September 12th, 2006
Cross-examination is an invaluable tool at trial. The ultimate challenge for a trial lawyer is to extract information from the opponent’s witnesses to support their client’s case and/or undermine the credibility of the opponent’s position. While no substitute exists for experience I have tried to outline some practical guidelines to assist those who are developing their own style and techniques.
I have been fortunate enough to work with and witness on the other side of cases the cross-examination techniques of many of the best lawyers in this jurisdiction. There are commonalties in the approach of all of them, which can be traced to the general rules discussed below. What is striking, however, is the stylistic range between these counsel. This can be attributed to the fact that all good cross-examiners adopt a tone and approach consistent with their own personality and manner of speaking. In contrast, it is readily apparent when someone is attempting to mimic a style unsuited to their personality. The jarring result will detract from the points otherwise being made by the cross-examiner.
Prepare, Prepare, Prepare
Preparation is the key, regardless of the amount of experience a lawyer has in cross-examining witnesses. There is no substitute for a clear analysis of the strengths and weaknesses of your own case, and of the opponent’s case, and a thorough knowledge of the evidence.
In civil cases, due to examinations for discovery, counsel know particularly what an opponent’s main witness will say. There will also be some indication of what other witnesses will testify to through pre-trial witness statements, responses to undertakings and documents.
Ideally preparation will allow the cross-examiner to know before standing up all of the information he or she wants to extract from the witness. When unexpected responses arise, careful and thorough preparation will also allow a cross-examiner to exploit the opening or deal with the unhappy surprise.
Threshold Issue: Should You Cross-Examine?
The threshold decision is whether to cross-examine a witness at all. Counsel must weigh the possible benefits against the possible risks. Is the witness important? Was the testimony credible? Will a cross-examination give the witness an opportunity to redeem a bad performance? Is there any real ammunition to use against the witness?
It is a difficult decision to pass up the opportunity to cross-examine. Yet there are occasions when the best decision a lawyer can make is to remain seated. Sometimes the most eloquent statement is silence, implying that nothing that the witness said was worth the time or effort of cross-examination.
Remember that there is no requirement to cross-examine a witness at trial. The one exception is that where counsel intends to subsequently contradict the testimony of a witness, the witness must be confronted in cross-examination.
What is the Goal?
There are two basic purposes to cross-examination. The first is to extract favourable evidence.

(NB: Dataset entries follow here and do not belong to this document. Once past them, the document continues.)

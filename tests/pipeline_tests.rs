#[cfg(test)]
mod pipeline_tests {
    use std::fs;
    use std::path::{Path, PathBuf};

    use approx::assert_relative_eq;
    use tempfile::TempDir;

    use tsn_report::analysis::{self, report};
    use tsn_report::config::{ClassMap, UnmatchedPolicy, UNKNOWN_CLASS};
    use tsn_report::config_loader;
    use tsn_report::error::ReportError;
    use tsn_report::orchestrator::{self, ReportPaths};

    const HEADER: &str = "run,type,module,name,attrname,attrvalue,value,vectime,vecvalue\n";

    const CONTROL_MODULE: &str = "HumanoidTsn.zone[0].app[0]";
    const SENSOR_MODULE: &str = "HumanoidTsn.zone[1].app[1]";

    fn vector_row(module: &str, name: &str, times: &str, values: &str) -> String {
        format!(
            "General-0,vector,{},{},,,,\"{}\",\"{}\"\n",
            module, name, times, values
        )
    }

    fn write_csv(dir: &TempDir, body: &str) -> PathBuf {
        let path = dir.path().join("results.csv");
        fs::write(&path, format!("{}{}", HEADER, body)).unwrap();
        path
    }

    fn control_scenario(dir: &TempDir) -> PathBuf {
        write_csv(
            dir,
            &[
                "General-0,scalar,HumanoidTsn.zone[0].app[0],rcvdPk:count,,,3,,\n".to_string(),
                vector_row(
                    CONTROL_MODULE,
                    "endToEndDelay:vector",
                    "0.1 0.2 0.3",
                    "0.001 0.002 0.003",
                ),
            ]
            .concat(),
        )
    }

    fn existing_files(dir: &Path) -> Vec<PathBuf> {
        if !dir.exists() {
            return Vec::new();
        }
        fs::read_dir(dir)
            .unwrap()
            .map(|entry| entry.unwrap().path())
            .collect()
    }

    /// The bundled class map describes the same network as the built-in one
    #[test]
    fn test_bundled_class_map_matches_builtin() {
        let path = Path::new(env!("CARGO_MANIFEST_DIR")).join("configs/humanoid_tsn.yaml");
        let map = config_loader::load_class_map(&path).unwrap();
        assert_eq!(map, ClassMap::default());
    }

    #[test]
    fn test_control_scenario_end_to_end() {
        let dir = TempDir::new().unwrap();
        let csv = control_scenario(&dir);
        let out_dir = dir.path().join("out");

        let (paths, rows) =
            orchestrator::run_report(&csv, &out_dir, "cfg", 0.5, &ClassMap::default()).unwrap();
        assert_eq!(paths, ReportPaths::in_dir(&out_dir));

        let latency = report::load_summary_json(&paths.summary_json).unwrap();
        let control = latency.get("CONTROL").unwrap();
        assert_eq!(control.sample_count, 3);
        assert_relative_eq!(control.min_delay_seconds.unwrap(), 0.001);
        assert_relative_eq!(control.mean_delay_seconds.unwrap(), 0.002, epsilon = 1e-15);
        assert_relative_eq!(control.max_delay_seconds.unwrap(), 0.003);
        assert_relative_eq!(control.jitter_seconds.unwrap(), 0.001, epsilon = 1e-15);

        // Configured classes without samples are reported as nulls
        let sensor = latency.get("SENSOR").unwrap();
        assert_eq!(sensor.sample_count, 0);
        assert_eq!(sensor.mean_delay_seconds, None);
        assert!(latency.get(UNKNOWN_CLASS).is_none());

        let classes = fs::read_to_string(&paths.latency_classes_csv).unwrap();
        let lines: Vec<&str> = classes.lines().collect();
        assert_eq!(lines[1], "cfg,CONTROL,3,1.0000,2.0000,3.0000");
        assert_eq!(lines[2], "cfg,SENSOR,0,,,");
        assert_eq!(lines[3], "cfg,TELEMETRY,0,,,");

        assert_eq!(rows.len(), 3);
        assert_relative_eq!(rows[0].jitter_ms.unwrap(), 1.0, epsilon = 1e-9);
        assert!(fs::read_to_string(&paths.unified_csv)
            .unwrap()
            .contains("cfg,CONTROL,3,1.0000,2.0000,3.0000,1.0000,"));
        assert!(fs::read_to_string(&paths.text_report)
            .unwrap()
            .contains("CONTROL (control, PCP 7)"));
    }

    #[test]
    fn test_repeated_extraction_is_byte_identical() {
        let dir = TempDir::new().unwrap();
        let csv = write_csv(
            &dir,
            &[
                vector_row(CONTROL_MODULE, "endToEndDelay:vector", "0.1 0.3", "0.0000251 0.0000199"),
                vector_row(SENSOR_MODULE, "endToEndDelay:vector", "0.2", "0.000113"),
            ]
            .concat(),
        );
        let first = dir.path().join("first.json");
        let second = dir.path().join("second.json");

        orchestrator::run_extract(&csv, &first, &ClassMap::default()).unwrap();
        orchestrator::run_extract(&csv, &second, &ClassMap::default()).unwrap();

        assert_eq!(fs::read(&first).unwrap(), fs::read(&second).unwrap());
    }

    /// Values in the latency CSV are the JSON values in milliseconds
    #[test]
    fn test_formatter_round_trips_extracted_values() {
        let dir = TempDir::new().unwrap();
        let csv = write_csv(
            &dir,
            &vector_row(
                SENSOR_MODULE,
                "endToEndDelay:vector",
                "0.01 0.02 0.03 0.04",
                "0.0001234 0.0002345 0.0001111 0.0003",
            ),
        );
        let json = dir.path().join("summary.json");
        let out = dir.path().join("classes.csv");

        let latency = orchestrator::run_extract(&csv, &json, &ClassMap::default()).unwrap();
        orchestrator::run_latency_classes(&json, &out, "cfg").unwrap();

        let sensor = latency.get("SENSOR").unwrap();
        let content = fs::read_to_string(&out).unwrap();
        let mut reader = csv::Reader::from_reader(content.as_bytes());
        let row = reader
            .records()
            .map(|r| r.unwrap())
            .find(|r| &r[1] == "SENSOR")
            .unwrap();

        let parsed = |i: usize| row[i].parse::<f64>().unwrap();
        assert_eq!(&row[2], "4");
        assert_relative_eq!(parsed(3), sensor.min_delay_seconds.unwrap() * 1e3, epsilon = 5e-5);
        assert_relative_eq!(parsed(4), sensor.mean_delay_seconds.unwrap() * 1e3, epsilon = 5e-5);
        assert_relative_eq!(parsed(5), sensor.max_delay_seconds.unwrap() * 1e3, epsilon = 5e-5);
    }

    #[test]
    fn test_sample_count_and_ordering_hold_per_class() {
        let dir = TempDir::new().unwrap();
        let csv = write_csv(
            &dir,
            &[
                vector_row(CONTROL_MODULE, "endToEndDelay:vector", "0.1 0.2", "0.00003 0.00001"),
                vector_row(SENSOR_MODULE, "endToEndDelay:vector", "0.15 0.25 0.35", "0.0002 0.0001 0.0004"),
                vector_row(CONTROL_MODULE, "endToEndDelay:vector", "0.15", "0.00002"),
                vector_row(CONTROL_MODULE, "throughput:vector", "0.1", "900"),
            ]
            .concat(),
        );

        let latency = analysis::extract_from_csv(&csv, &ClassMap::default()).unwrap();
        assert_eq!(latency.get("CONTROL").unwrap().sample_count, 3);
        assert_eq!(latency.get("SENSOR").unwrap().sample_count, 3);
        assert_eq!(latency.total_samples(), 6);

        for class in latency.iter().filter(|c| c.summary.sample_count > 0) {
            let s = &class.summary;
            let (min, mean, max) = (
                s.min_delay_seconds.unwrap(),
                s.mean_delay_seconds.unwrap(),
                s.max_delay_seconds.unwrap(),
            );
            assert!(min <= mean && mean <= max, "{}: {} {} {}", class.class_name, min, mean, max);
        }

        // Arrival order across both control rows: 0.03, 0.02, 0.01 ms
        assert_relative_eq!(
            latency.get("CONTROL").unwrap().jitter_seconds.unwrap(),
            0.00001,
            epsilon = 1e-15
        );
    }

    #[test]
    fn test_zero_sim_time_writes_nothing() {
        let dir = TempDir::new().unwrap();
        let csv = control_scenario(&dir);
        let json = dir.path().join("summary.json");
        orchestrator::run_extract(&csv, &json, &ClassMap::default()).unwrap();

        let out_csv = dir.path().join("unified.csv");
        let result = orchestrator::run_unified(&json, &out_csv, "cfg", 0.0, &ClassMap::default());
        assert!(matches!(result, Err(ReportError::InvalidDuration(_))));
        assert!(!out_csv.exists());

        let out_dir = dir.path().join("report");
        let result = orchestrator::run_report(&csv, &out_dir, "cfg", 0.0, &ClassMap::default());
        assert!(matches!(result, Err(ReportError::InvalidDuration(_))));
        assert!(existing_files(&out_dir).is_empty());
    }

    #[test]
    fn test_header_only_csv_is_empty_input() {
        let dir = TempDir::new().unwrap();
        let csv = write_csv(&dir, "");
        let json = dir.path().join("summary.json");

        let result = orchestrator::run_extract(&csv, &json, &ClassMap::default());
        assert!(matches!(result, Err(ReportError::EmptyInput(_))));
        assert!(!json.exists());
    }

    #[test]
    fn test_malformed_series_writes_nothing() {
        let dir = TempDir::new().unwrap();
        let csv = write_csv(
            &dir,
            &vector_row(CONTROL_MODULE, "endToEndDelay:vector", "0.1 0.2", "0.001 abc"),
        );
        let out_dir = dir.path().join("out");

        let result = orchestrator::run_report(&csv, &out_dir, "cfg", 0.5, &ClassMap::default());
        assert!(matches!(result, Err(ReportError::MalformedInput { line: 2, .. })));
        assert!(existing_files(&out_dir).is_empty());
    }

    #[test]
    fn test_unknown_policy_adds_unknown_class() {
        let dir = TempDir::new().unwrap();
        let csv = write_csv(
            &dir,
            &[
                vector_row(CONTROL_MODULE, "endToEndDelay:vector", "0.1", "0.00002"),
                vector_row("HumanoidTsn.thor.app[3]", "endToEndDelay:vector", "0.1 0.2", "0.0005 0.0007"),
            ]
            .concat(),
        );
        let json = dir.path().join("summary.json");
        let out_csv = dir.path().join("unified.csv");

        let map = ClassMap {
            unmatched: UnmatchedPolicy::Unknown,
            ..ClassMap::default()
        };
        orchestrator::run_extract(&csv, &json, &map).unwrap();
        let rows = orchestrator::run_unified(&json, &out_csv, "cfg", 0.5, &map).unwrap();

        let unknown = rows.last().unwrap();
        assert_eq!(unknown.class_name, UNKNOWN_CLASS);
        assert_eq!(unknown.sample_count, 2);
        // No class definition: whole simulation, default packet size
        assert_relative_eq!(unknown.active_duration_s, 0.5);
        assert_eq!(unknown.packet_bytes, 1024);
        assert_eq!(unknown.stream, None);
    }

    #[test]
    fn test_native_run_summary() {
        let dir = TempDir::new().unwrap();
        let vec = dir.path().join("General-#0.vec");
        let sca = dir.path().join("General-#0.sca");
        fs::write(
            &vec,
            "version 3\n\
             vector 4 HumanoidTsn.zone[0].app[0] endToEndDelay:vector ETV\n\
             4\t1\t0.1\t0.00002\n\
             4\t2\t0.2\t0.00004\n",
        )
        .unwrap();
        fs::write(
            &sca,
            "version 3\nscalar HumanoidTsn.zone[0].app[0] rcvdPk:count 2\n",
        )
        .unwrap();

        let out_dir = dir.path().join("summary");
        let out_csv = orchestrator::run_module_summary(&vec, &sca, &out_dir).unwrap();
        assert_eq!(out_csv, out_dir.join("tsn_summary.csv"));

        let content = fs::read_to_string(&out_csv).unwrap();
        let lines: Vec<&str> = content.lines().collect();
        assert_eq!(lines.len(), 2);
        assert!(lines[1].starts_with("HumanoidTsn.zone[0].app[0],latency,2,"));
        assert!(lines[1].ends_with(",2,"));

        let scalars_csv = dir.path().join("scalars.csv");
        assert_eq!(orchestrator::run_scalar_export(&sca, &scalars_csv).unwrap(), 1);
    }
}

This involves getting an opponent’s witness to agree to facts that support the cross-examiner’s theory of the case.
The second is the destructive cross-examination, which involves, as the name implies, damaging the credibility of the witness or the witness’ testimony.
These two purposes are not mutually exclusive. However, it is often a difficult line to walk to rely on admissions from a witness while at the same time impeaching that witness’ credibility. In such circumstances the best approach is generally to create a separation within the cross-examination, i.e. obtain the admissions in one distinct part and impeach credibility in another, the subtext being that the witness was reasonable when making the admissions, but then stopped testifying in a forthright manner.
How to Plan an Effective Cross-Examination
Although we have all heard it from the day we started practising, it is very useful to commence trial preparation by outlining the closing argument. This exercise sets the course for the whole trial and helps counsel stay focussed on what is important and to filter out all but the necessary and essential facts.
The closing provides the road map. With this map, counsel can determine what witnesses will provide what essential pieces of evidence. With respect to cross-examinations consideration can also be given to whether any additional helpful evidence can possibly be extracted from a witness without the risk serious damage to their case. The possibility and advisability of attacking the credibility of the witness to be cross-examined should also be assessed at this preliminary point.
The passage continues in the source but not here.